The years 1848 to 1852 were for Wagner a long spell of intellectual and spiritual indigestion; his too receptive brain was taking into itself more impressions of all kinds than it could assimilate. Art and life, opera and politics, called clamorously to him, and all at the same time, deafening and confusing him. With Lohengrin his second great creative epoch, that had commenced with the Flying Dutchman, had come to its perfect end. New ideas of music and drama were ripening in him, but as yet he had no clear conception of their drift. He had gradually become profoundly disgusted with the theatre, yet saw no possible reformation of it except by way of a reformation of man and society as a whole. So he became a revolutionist,—not for politics' sake but for art's sake. To cooler heads than his own he seemed to be drifting towards destruction. Minna saw clearly enough that his views on politics were too idealistic to have any real bearing on the practicalities of the day; and other sympathisers no doubt regretted that the artist in him should be in danger of being ruined by the politician.[330]

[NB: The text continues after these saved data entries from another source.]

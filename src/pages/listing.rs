//! Meal Listing Page
//!
//! Shows meals for a category, a search, or a small sample across categories.

use futures::stream::{self, StreamExt};
use leptos::prelude::*;
use leptos::task::spawn_local;

use crate::api::{ApiClient, MealSource};
use crate::config::{SAMPLE_CATEGORIES, SAMPLE_PER_CATEGORY};
use crate::models::{Category, MealSummary};
use crate::query::QueryParams;
use crate::render::{self, GridFragment};

/// What the listing shows; `category` wins over `search`
#[derive(Debug, Clone, PartialEq, Eq)]
pub enum ListingFilter {
    Category(String),
    Search(String),
    Sample,
}

impl ListingFilter {
    pub fn from_params(params: &QueryParams) -> Self {
        if let Some(category) = params.get_trimmed("category") {
            return Self::Category(category);
        }
        if let Some(query) = params.get_trimmed("search") {
            return Self::Search(query);
        }
        Self::Sample
    }

    pub fn heading(&self) -> String {
        match self {
            Self::Category(name) => format!("{} Meals", name),
            Self::Search(query) => format!("Results for \"{}\"", query),
            Self::Sample => "Featured Meals".to_string(),
        }
    }
}

/// Up to 3 meals from each of the first 6 categories, fetched one category at a time.
/// A category whose fetch fails contributes nothing.
pub async fn sample_meals<S: MealSource>(source: &S, categories: &[Category]) -> Vec<MealSummary> {
    stream::iter(categories.iter().take(SAMPLE_CATEGORIES))
        .then(move |category| async move {
            let meals = source.list_meals_by_category(&category.name).await;
            stream::iter(meals.into_iter().take(SAMPLE_PER_CATEGORY))
        })
        .flatten()
        .take(SAMPLE_CATEGORIES * SAMPLE_PER_CATEGORY)
        .collect()
        .await
}

pub async fn load_listing<S: MealSource>(source: &S, filter: &ListingFilter) -> Vec<MealSummary> {
    match filter {
        ListingFilter::Category(name) => source.list_meals_by_category(name).await,
        ListingFilter::Search(query) => source.search_meals(query).await,
        ListingFilter::Sample => {
            let categories = source.list_categories().await;
            sample_meals(source, &categories).await
        }
    }
}

#[component]
pub fn ListingPage(client: ApiClient, params: QueryParams) -> impl IntoView {
    let filter = ListingFilter::from_params(&params);
    let heading = filter.heading();
    // None while loading
    let (grid, set_grid) = signal::<Option<GridFragment>>(None);

    Effect::new(move |_| {
        let client = client.clone();
        let filter = filter.clone();
        spawn_local(async move {
            let meals = load_listing(&client, &filter).await;
            log::debug!("[Listing] {:?}: {} meals", filter, meals.len());
            set_grid.set(Some(render::meal_grid(&meals)));
        });
    });

    let loading = move || grid.with(Option::is_none);
    let grid_hidden = move || grid.with(|g| g.as_ref().map_or(true, |g| g.show_no_results));
    let no_results_hidden = move || !grid.with(|g| g.as_ref().is_some_and(|g| g.show_no_results));
    let markup = move || grid.with(|g| g.as_ref().map(|g| g.markup.clone()).unwrap_or_default());

    view! {
        <section class="listing">
            <h2 id="listingTitle">{heading}</h2>
            <p class="loading" class:hidden=move || !loading()>"Loading meals..."</p>
            <div id="mealsGrid" class="grid" class:hidden=grid_hidden inner_html=markup></div>
            <p id="noResults" class="no-results" class:hidden=no_results_hidden>"No meals found."</p>
        </section>
    }
}

#[cfg(test)]
mod tests {
    use super::*;
    use crate::testing::{meal, meals, FakeSource};
    use futures::executor::block_on;

    #[test]
    fn test_filter_priority() {
        let both = QueryParams::parse("?search=pie&category=Beef");
        assert_eq!(ListingFilter::from_params(&both), ListingFilter::Category("Beef".into()));

        let search = QueryParams::parse("?search=+pie+&category=");
        assert_eq!(ListingFilter::from_params(&search), ListingFilter::Search("pie".into()));

        assert_eq!(ListingFilter::from_params(&QueryParams::parse("")), ListingFilter::Sample);
    }

    #[test]
    fn test_headings() {
        assert_eq!(ListingFilter::Category("Beef".into()).heading(), "Beef Meals");
        assert_eq!(ListingFilter::Search("pie".into()).heading(), "Results for \"pie\"");
        assert_eq!(ListingFilter::Sample.heading(), "Featured Meals");
    }

    #[test]
    fn test_category_listing_renders_tile_per_meal() {
        let mut source = FakeSource::default();
        source.by_category.insert("Seafood".into(), vec![meal("52802", "Fish pie"), meal("52959", "Baked salmon")]);

        let filter = ListingFilter::Category("Seafood".into());
        let grid = render::meal_grid(&block_on(load_listing(&source, &filter)));

        assert!(!grid.show_no_results);
        assert_eq!(grid.markup.matches("meal-card").count(), 2);
        assert!(grid.markup.contains(r#"href="meal-details.html?id=52802""#));
        assert!(grid.markup.contains(r#"href="meal-details.html?id=52959""#));
        assert_eq!(source.calls(), vec!["filter:Seafood"]);
    }

    #[test]
    fn test_failed_search_shows_no_results() {
        let source = FakeSource::default();
        let filter = ListingFilter::Search("nothing".into());
        let grid = render::meal_grid(&block_on(load_listing(&source, &filter)));
        assert!(grid.markup.is_empty());
        assert!(grid.show_no_results);
        assert_eq!(source.calls(), vec!["search:nothing"]);
    }

    #[test]
    fn test_sample_takes_three_from_first_six_categories_in_order() {
        let mut source = FakeSource::with_categories(&["A", "B", "C", "D", "E", "F", "G", "H"]);
        for name in ["A", "B", "D", "E", "F", "G", "H"] {
            source.by_category.insert(name.into(), meals(name, 5));
        }
        // "C" is left unregistered, like a category whose fetch failed

        let sampled = block_on(load_listing(&source, &ListingFilter::Sample));
        let ids: Vec<_> = sampled.iter().map(|m| m.id.as_str()).collect();

        assert_eq!(
            ids,
            vec!["A-0", "A-1", "A-2", "B-0", "B-1", "B-2", "D-0", "D-1", "D-2", "E-0", "E-1", "E-2", "F-0", "F-1", "F-2"]
        );
        assert_eq!(
            source.calls(),
            vec!["categories", "filter:A", "filter:B", "filter:C", "filter:D", "filter:E", "filter:F"]
        );
    }

    #[test]
    fn test_sample_keeps_short_categories() {
        let mut source = FakeSource::with_categories(&["A", "B"]);
        source.by_category.insert("A".into(), meals("A", 1));
        source.by_category.insert("B".into(), meals("B", 2));

        let sampled = block_on(load_listing(&source, &ListingFilter::Sample));
        let ids: Vec<_> = sampled.iter().map(|m| m.id.as_str()).collect();
        assert_eq!(ids, vec!["A-0", "B-0", "B-1"]);
    }

    #[test]
    fn test_sample_without_categories_is_empty() {
        let source = FakeSource::default();
        assert!(block_on(load_listing(&source, &ListingFilter::Sample)).is_empty());
        assert_eq!(source.calls(), vec!["categories"]);
    }
}
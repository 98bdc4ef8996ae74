//! UI Components
//!
//! Page chrome shared by all three pages.

mod site_header;
mod offcanvas_menu;

pub use site_header::SiteHeader;
pub use offcanvas_menu::OffcanvasMenu;
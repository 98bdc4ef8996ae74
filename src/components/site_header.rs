//! Site Header Component
//!
//! Menu toggle, home link, and the meal search form shared by every page.

use leptos::prelude::*;

use crate::config::HOME_PAGE;
use crate::query::{navigate, search_destination};

/// Header bar; the menu button toggles the offcanvas panel
#[component]
pub fn SiteHeader(
    menu_open: ReadSignal<bool>,
    set_menu_open: WriteSignal<bool>,
) -> impl IntoView {
    let (query, set_query) = signal(String::new());

    // Blank queries are ignored
    let on_search = move |ev: web_sys::SubmitEvent| {
        ev.prevent_default();
        if let Some(url) = search_destination(&query.get()) {
            navigate(&url);
        }
    };

    view! {
        <header class="site-header">
            <button
                id="hamburger"
                class="hamburger"
                type="button"
                aria-label="Toggle menu"
                aria-expanded=move || menu_open.get().to_string()
                on:click=move |_| set_menu_open.update(|open| *open = !*open)
            >
                "☰"
            </button>
            <a class="brand" href=HOME_PAGE>"Meal Explorer"</a>
            <form id="searchForm" class="search-form" on:submit=on_search>
                <input
                    id="searchInput"
                    type="search"
                    placeholder="Search meals..."
                    prop:value=move || query.get()
                    on:input=move |ev| set_query.set(event_target_value(&ev))
                />
                <button type="submit">"Search"</button>
            </form>
        </header>
    }
}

At first he thought it possible to reform the theatre from the inside: and apparently nothing could surpass the zeal he showed in his work at the opera house, or the sincerity of his desire to raise the music of the town to the highest possible efficiency. In February 1846 he drafted a scheme for the improvement of the orchestra, that runs to nearly sixty pages of close print in the Gesammelte Schriften, and leaves not the smallest practical detail untouched.[331] Two years later he worked out his admirable scheme for the organisation of a German National Theatre for the Kingdom of Saxony. Here again one is struck by the practical nature of his genius.[332] But once more his appeal fell on deaf ears.

His failure to interest the theatre authorities in his schemes for the regeneration of the drama and music drove him deeper into politics. Only from a new humanity, a new relationship between man and the State, could come a clean and healthy and art-loving civilisation. In June 1848 he made his famous "Vaterlandsverein" speech, that created so many new enemies for him at the Court.[333] In February 1849 he wrote an article on "Man and Existing Society"[334] for Roeckel's Volksblätter, and in April one on "The Revolution" for the same journal.[335] Each of these is a passionate cry of welcome to the new era that he thought was dawning. "In the year 1848 began the war of man's fight against existing society." For society as at present constituted "is an attack on man: the ordering of existing society is inimical to the destiny, the right of man.... Man's destiny is, through the ever higher perfecting of his mental, moral, and bodily faculties, to attain an ever higher, purer happiness. Man's right is, through the ever higher perfecting of his mental, moral and bodily faculties, to achieve the enjoyment of a constantly increasing, purer happiness." But this can only be done by the union of all, not by the unit. "Men therefore are not only entitled but bound to demand of society that it shall lead them to ever higher, purer happiness through the perfecting of their mental, moral and bodily faculties." The second of the essays chants a dithyramb to the coming revolution. Volcano rumblings are to be heard beneath the soil of all Europe; soon the great upheaval will come. "The old world is crumbling to ruin; a new world will be born from it." The artist burns with sympathy for the poor, the suffering, the oppressed, and looks forward to a new civilisation, in which man will be free and have joy of his labour. It is impossible not to be moved to this day by the eloquence and passionate sincerity of his cry, and the purity of his hopes.

But the end was near,—a very different end from the one anticipated by this ardent soul. All hope of success faded before the Prussian rifles, and on the 9th May the disillusioned idealist was in flight.

It was long, however, before the hopes and dreams of 1848 and 1849 finally forsook him. From his Swiss and Parisian exile he sent forth two treatises—Art and Revolution (written in June 1849), and the Art-Work of the Future (written in October of the same year),—in which he voices once more his aspirations for a new humanity and a new art.